O mapa abaixo mostra de
maneira um tanto precária os cursos do Berquó e do Banana Podre. Notem como
havia muitas áreas de charcos, como de resto era comum no Rio de Janeiro de
outrora, inclusive nas áreas centrais.
2) O FLAGELO DAS ENCHENTES
No início do século XIX
a Princesa Carlota Joaquina, esposa de D. João VI, se recusou a morar com o marido
e mandou construir um palacete no início do Caminho Novo de Botafogo (atual rua
Marquês de Abrantes), atraindo a atenção para a região e iniciando a ocupação
efetiva do bairro. Novas ruas foram abertas, a população aumentou, porém na
época das chuvas havia o sério problema das enchentes.
Essas proverbiais
enchentes, que durante decênios frequentemente ocorriam, eram resultado do
transbordamento dos rios Berquó e Banana Podre, que transformavam os precários
caminhos e ruas do bairro em autênticos charcos na época das chuvas, pois recebiam
os afluentes de transversais das atuais ruas General Polidoro, Voluntários da
Pátria, São Clemente e Mena Barreto, além das encostas do Corcovado. A parte
final da rua Marquês de Olinda, por exemplo, ficava isolada quando o Banana
Podre transbordava.
3) PRIMEIRA TENTATIVA DE
SOLUÇÃO
Na gestão Pereira
Passos (1902 – 1906) ambos os rios foram canalizados, passando a correr dentro
de canais subterrâneos de concreto, desaguando na praia de Botafogo, em locais
diferentes. Mas as enchentes não tardaram a voltar, em virtude do grande volume
d’água que fluía para os citados canais, agora aumentado pela ocupação humana
do bairro, que diminuiu a cobertura natural do solo e consequentemente a
capacidade de absorção das águas das chuvas.
4) A SOLUÇÃO DEFINITIVA
Em 1963, durante o
governo Carlos Lacerda, a SURSAN (Superintendência de Urbanização e Saneamento)

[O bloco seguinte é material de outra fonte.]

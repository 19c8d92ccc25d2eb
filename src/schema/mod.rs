//! Resource schemas and typed models.
//!
//! Each resource declares an attribute table. The tables drive the generic
//! passes that run over the JSON form of a model before it is decoded into
//! its typed struct:
//!
//! - [`Schema::apply_defaults`] fills literal, environment and prior-state defaults
//! - [`Schema::check`] reports missing required attributes and type mismatches
//! - [`Schema::requires_replacement`] lists force-new attributes that changed
//! - [`Schema::redact`] masks sensitive attributes before logging or printing

pub mod bindings;
pub mod cluster;
pub mod node_deployment;
pub mod project;
pub mod sshkey;
pub mod timeouts;

use std::fmt;

use serde::Serialize;
use serde::de::DeserializeOwned;
use serde_json::{Map, Value};

use crate::diagnostics::{Diagnostic, Diagnostics};
use crate::error::{MetaKubeError, Result};

pub use bindings::{ClusterRoleBindingModel, RoleBindingModel, SubjectModel, SubjectKindModel};
pub use cluster::ClusterModel;
pub use node_deployment::NodeDeploymentModel;
pub use project::ProjectModel;
pub use sshkey::SshKeyModel;
pub use timeouts::Timeouts;

/// Placeholder written in place of sensitive values.
pub const REDACTED: &str = "<sensitive>";

/// Semantic type of an attribute.
#[derive(Debug, Clone, Copy, PartialEq, Eq)]
pub enum AttrType {
    /// String.
    String,
    /// Boolean.
    Bool,
    /// Integer.
    Int,
    /// Ordered list.
    List,
    /// Unordered set of strings.
    Set,
    /// String to string map.
    Map,
    /// Nested block.
    Block,
}

impl AttrType {
    fn matches(self, value: &Value) -> bool {
        match self {
            Self::String => value.is_string(),
            Self::Bool => value.is_boolean(),
            Self::Int => value.is_i64() || value.is_u64(),
            Self::List => value.is_array(),
            Self::Set => value
                .as_array()
                .is_some_and(|items| items.iter().all(Value::is_string)),
            Self::Map => value
                .as_object()
                .is_some_and(|entries| entries.values().all(Value::is_string)),
            Self::Block => value.is_object(),
        }
    }
}

impl fmt::Display for AttrType {
    fn fmt(&self, f: &mut fmt::Formatter<'_>) -> fmt::Result {
        let name = match self {
            Self::String => "string",
            Self::Bool => "bool",
            Self::Int => "number",
            Self::List => "list",
            Self::Set => "set of string",
            Self::Map => "map of string",
            Self::Block => "block",
        };
        f.write_str(name)
    }
}

/// Whether an attribute is supplied by the user, the server, or either.
#[derive(Debug, Clone, Copy, PartialEq, Eq)]
pub enum Disposition {
    /// Must be set whenever the enclosing block is present.
    Required,
    /// May be set.
    Optional,
    /// Set by the provider only.
    Computed,
    /// May be set; filled by the provider otherwise.
    OptionalComputed,
}

/// Source of a default value.
#[derive(Debug, Clone, Copy, PartialEq, Eq)]
pub enum DefaultValue {
    /// Literal string.
    Str(&'static str),
    /// Literal boolean.
    Bool(bool),
    /// First non-empty environment variable among the names.
    Env(&'static [&'static str]),
    /// Value recorded in prior state, when the plan leaves it empty.
    PriorState,
}

/// One entry of a schema's attribute table.
#[derive(Debug, Clone, Copy, PartialEq, Eq)]
pub struct Attribute {
    /// Dotted path from the model root.
    pub path: &'static str,
    /// Semantic type.
    pub kind: AttrType,
    /// Disposition.
    pub disposition: Disposition,
    /// Whether the value is a credential or a kubeconfig.
    pub sensitive: bool,
    /// Whether a change requires replacing the remote object.
    pub force_new: bool,
    /// Default value source.
    pub default: Option<DefaultValue>,
}

impl Attribute {
    const fn new(path: &'static str, kind: AttrType, disposition: Disposition) -> Self {
        Self {
            path,
            kind,
            disposition,
            sensitive: false,
            force_new: false,
            default: None,
        }
    }

    /// Required attribute.
    #[must_use]
    pub const fn required(path: &'static str, kind: AttrType) -> Self {
        Self::new(path, kind, Disposition::Required)
    }

    /// Optional attribute.
    #[must_use]
    pub const fn optional(path: &'static str, kind: AttrType) -> Self {
        Self::new(path, kind, Disposition::Optional)
    }

    /// Computed attribute.
    #[must_use]
    pub const fn computed(path: &'static str, kind: AttrType) -> Self {
        Self::new(path, kind, Disposition::Computed)
    }

    /// Optional attribute filled by the provider when unset.
    #[must_use]
    pub const fn optional_computed(path: &'static str, kind: AttrType) -> Self {
        Self::new(path, kind, Disposition::OptionalComputed)
    }

    /// Marks the attribute sensitive.
    #[must_use]
    pub const fn sensitive(mut self) -> Self {
        self.sensitive = true;
        self
    }

    /// Marks the attribute force-new.
    #[must_use]
    pub const fn force_new(mut self) -> Self {
        self.force_new = true;
        self
    }

    /// Sets the default value source.
    #[must_use]
    pub const fn with_default(mut self, default: DefaultValue) -> Self {
        self.default = Some(default);
        self
    }
}

/// Attribute table of one resource type.
#[derive(Debug, Clone, Copy)]
pub struct Schema {
    /// Orchestrator type name, e.g. `metakube_cluster`.
    pub type_name: &'static str,
    /// Attributes, parents before children.
    pub attributes: &'static [Attribute],
}

/// Reads a process environment variable.
#[must_use]
pub fn process_env(name: &str) -> Option<String> {
    std::env::var(name).ok()
}

/// Environment lookup that never finds anything.
#[cfg(test)]
pub(crate) fn no_env(_: &str) -> Option<String> {
    None
}

/// Returns the value at a dotted path.
#[must_use]
pub fn lookup<'a>(value: &'a Value, path: &str) -> Option<&'a Value> {
    path.split('.')
        .try_fold(value, |current, segment| current.get(segment))
}

fn lookup_mut<'a>(value: &'a mut Value, path: &str) -> Option<&'a mut Value> {
    path.split('.')
        .try_fold(value, |current, segment| current.get_mut(segment))
}

/// Returns true for `null`, absent-equivalent empty strings, and empty collections.
#[must_use]
pub fn is_unset(value: Option<&Value>) -> bool {
    match value {
        None | Some(Value::Null) => true,
        Some(Value::String(s)) => s.is_empty(),
        Some(Value::Array(items)) => items.is_empty(),
        Some(Value::Object(entries)) => entries.is_empty(),
        Some(_) => false,
    }
}

fn split_parent(path: &str) -> (Option<&str>, &str) {
    path.rsplit_once('.')
        .map_or((None, path), |(parent, leaf)| (Some(parent), leaf))
}

fn parent_object_mut<'a>(value: &'a mut Value, path: &str) -> Option<(&'a mut Map<String, Value>, String)> {
    let (parent, leaf) = split_parent(path);
    let object = match parent {
        Some(parent) => lookup_mut(value, parent)?,
        None => value,
    };
    object.as_object_mut().map(|map| (map, leaf.to_string()))
}

fn parent_present(value: &Value, path: &str) -> bool {
    match split_parent(path).0 {
        Some(parent) => lookup(value, parent).is_some_and(Value::is_object),
        None => value.is_object(),
    }
}

impl Schema {
    /// Returns the attribute at `path`.
    #[must_use]
    pub fn attribute(&self, path: &str) -> Option<&Attribute> {
        self.attributes.iter().find(|a| a.path == path)
    }

    /// Fills defaults for attributes left unset.
    ///
    /// Defaults are applied only when the enclosing block exists, so an
    /// environment variable never conjures a block the user did not write.
    pub fn apply_defaults(
        &self,
        value: &mut Value,
        prior: Option<&Value>,
        env: &dyn Fn(&str) -> Option<String>,
    ) {
        for attribute in self.attributes {
            let Some(default) = attribute.default else {
                continue;
            };
            if !is_unset(lookup(value, attribute.path)) {
                continue;
            }

            let filled = match default {
                DefaultValue::Str(s) => Some(Value::String(s.to_string())),
                DefaultValue::Bool(b) => Some(Value::Bool(b)),
                DefaultValue::Env(names) => names
                    .iter()
                    .filter_map(|name| env(name))
                    .find(|v| !v.is_empty())
                    .map(Value::String),
                DefaultValue::PriorState => prior
                    .and_then(|p| lookup(p, attribute.path))
                    .filter(|v| !is_unset(Some(v)))
                    .cloned(),
            };

            if let (Some(filled), Some((object, leaf))) =
                (filled, parent_object_mut(value, attribute.path))
            {
                object.insert(leaf, filled);
            }
        }
    }

    /// Checks required attributes and attribute types.
    #[must_use]
    pub fn check(&self, value: &Value) -> Diagnostics {
        let mut diagnostics = Diagnostics::new();

        for attribute in self.attributes {
            if !parent_present(value, attribute.path) {
                continue;
            }

            match lookup(value, attribute.path) {
                None | Some(Value::Null) => {
                    if attribute.disposition == Disposition::Required {
                        diagnostics.error_at(
                            attribute.path,
                            "Missing required argument",
                            format!("The argument \"{}\" is required.", attribute.path),
                        );
                    }
                }
                Some(found) if !attribute.kind.matches(found) => {
                    diagnostics.error_at(
                        attribute.path,
                        "Incorrect attribute value type",
                        format!("Inappropriate value for \"{}\": {} required.", attribute.path, attribute.kind),
                    );
                }
                Some(_) => {}
            }
        }

        diagnostics
    }

    /// Lists force-new attributes whose value differs between prior and plan.
    ///
    /// An optional-computed attribute left unset in the plan keeps its prior
    /// value and never triggers replacement.
    #[must_use]
    pub fn requires_replacement(&self, prior: &Value, plan: &Value) -> Vec<&'static str> {
        self.attributes
            .iter()
            .filter(|a| a.force_new)
            .filter(|a| {
                let before = lookup(prior, a.path).filter(|v| !is_unset(Some(v)));
                let after = lookup(plan, a.path).filter(|v| !is_unset(Some(v)));
                if after.is_none() && a.disposition == Disposition::OptionalComputed {
                    return false;
                }
                before != after
            })
            .map(|a| a.path)
            .collect()
    }

    /// Replaces every set sensitive value with [`REDACTED`].
    pub fn redact(&self, value: &mut Value) {
        for attribute in self.attributes.iter().filter(|a| a.sensitive) {
            if let Some(found) = lookup_mut(value, attribute.path) {
                if !is_unset(Some(found)) {
                    *found = Value::String(REDACTED.to_string());
                }
            }
        }
    }

    /// Decodes a raw configuration into a typed model.
    ///
    /// Applies defaults, checks the attribute table, then deserializes.
    ///
    /// # Errors
    ///
    /// Returns [`MetaKubeError::Validation`] with one diagnostic per schema
    /// violation, or when the value does not deserialize into `T`.
    pub fn decode<T: DeserializeOwned>(
        &self,
        mut value: Value,
        prior: Option<&Value>,
        env: &dyn Fn(&str) -> Option<String>,
    ) -> Result<T> {
        self.apply_defaults(&mut value, prior, env);
        self.check(&value).into_result()?;
        serde_json::from_value(value).map_err(|e| {
            MetaKubeError::Validation(Diagnostics::from(Diagnostic::error(
                format!("Invalid {} configuration", self.type_name),
                e.to_string(),
            )))
        })
    }

    /// Serializes a model and redacts its sensitive attributes.
    ///
    /// # Errors
    ///
    /// Returns an error if the model cannot be serialized.
    pub fn redacted<T: Serialize>(&self, model: &T) -> Result<Value> {
        let mut value = serde_json::to_value(model)?;
        self.redact(&mut value);
        Ok(value)
    }
}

resolveu dar fim ao problema das enchentes construindo uma série de grandes
obras no bairro: o rio Berquó e o Banana Podre passariam a correr dentro de galerias
subterrâneas maiores e uma galeria dita de cintura seria construída ao longo da
avenida das Nações Unidas, captando as águas de ambos os rios e as conduzindo a
um ponto de descarga na enseada de Botafogo, próximo à sede náutica do clube
homônimo.
Juntamente com essas
obras gigantescas também foi feita nova linha de esgotos paralela à galeria do
Berquó, conectando-a a uma linha já existente na Praia de Botafogo, perto do
local da antiga estátua do Manequinho, daí sendo levado para uma elevatória e
encaminhado para o interceptor oceânico, para descarga no mar, na altura de
Ipanema.
Eu tive a oportunidade
de trabalhar na companhia vencedora da concorrência para a construção da
galeria do Berquó e da linha de esgotos que a acompanhava. A companhia se
chamava CINCO S.A. – Comércio, Indústria e Construções.
Nos próximos itens
descreverei o desenrolar dessa obra.
5) OS PREPARATIVOS
As
notícias de jornal abaixo avisam e preparam a população para o início das
obras.
6) O PORTE DA OBRA
A notícia abaixo indica
o porte da obra e as medidas da galeria do rio Berquó. São medidas internas.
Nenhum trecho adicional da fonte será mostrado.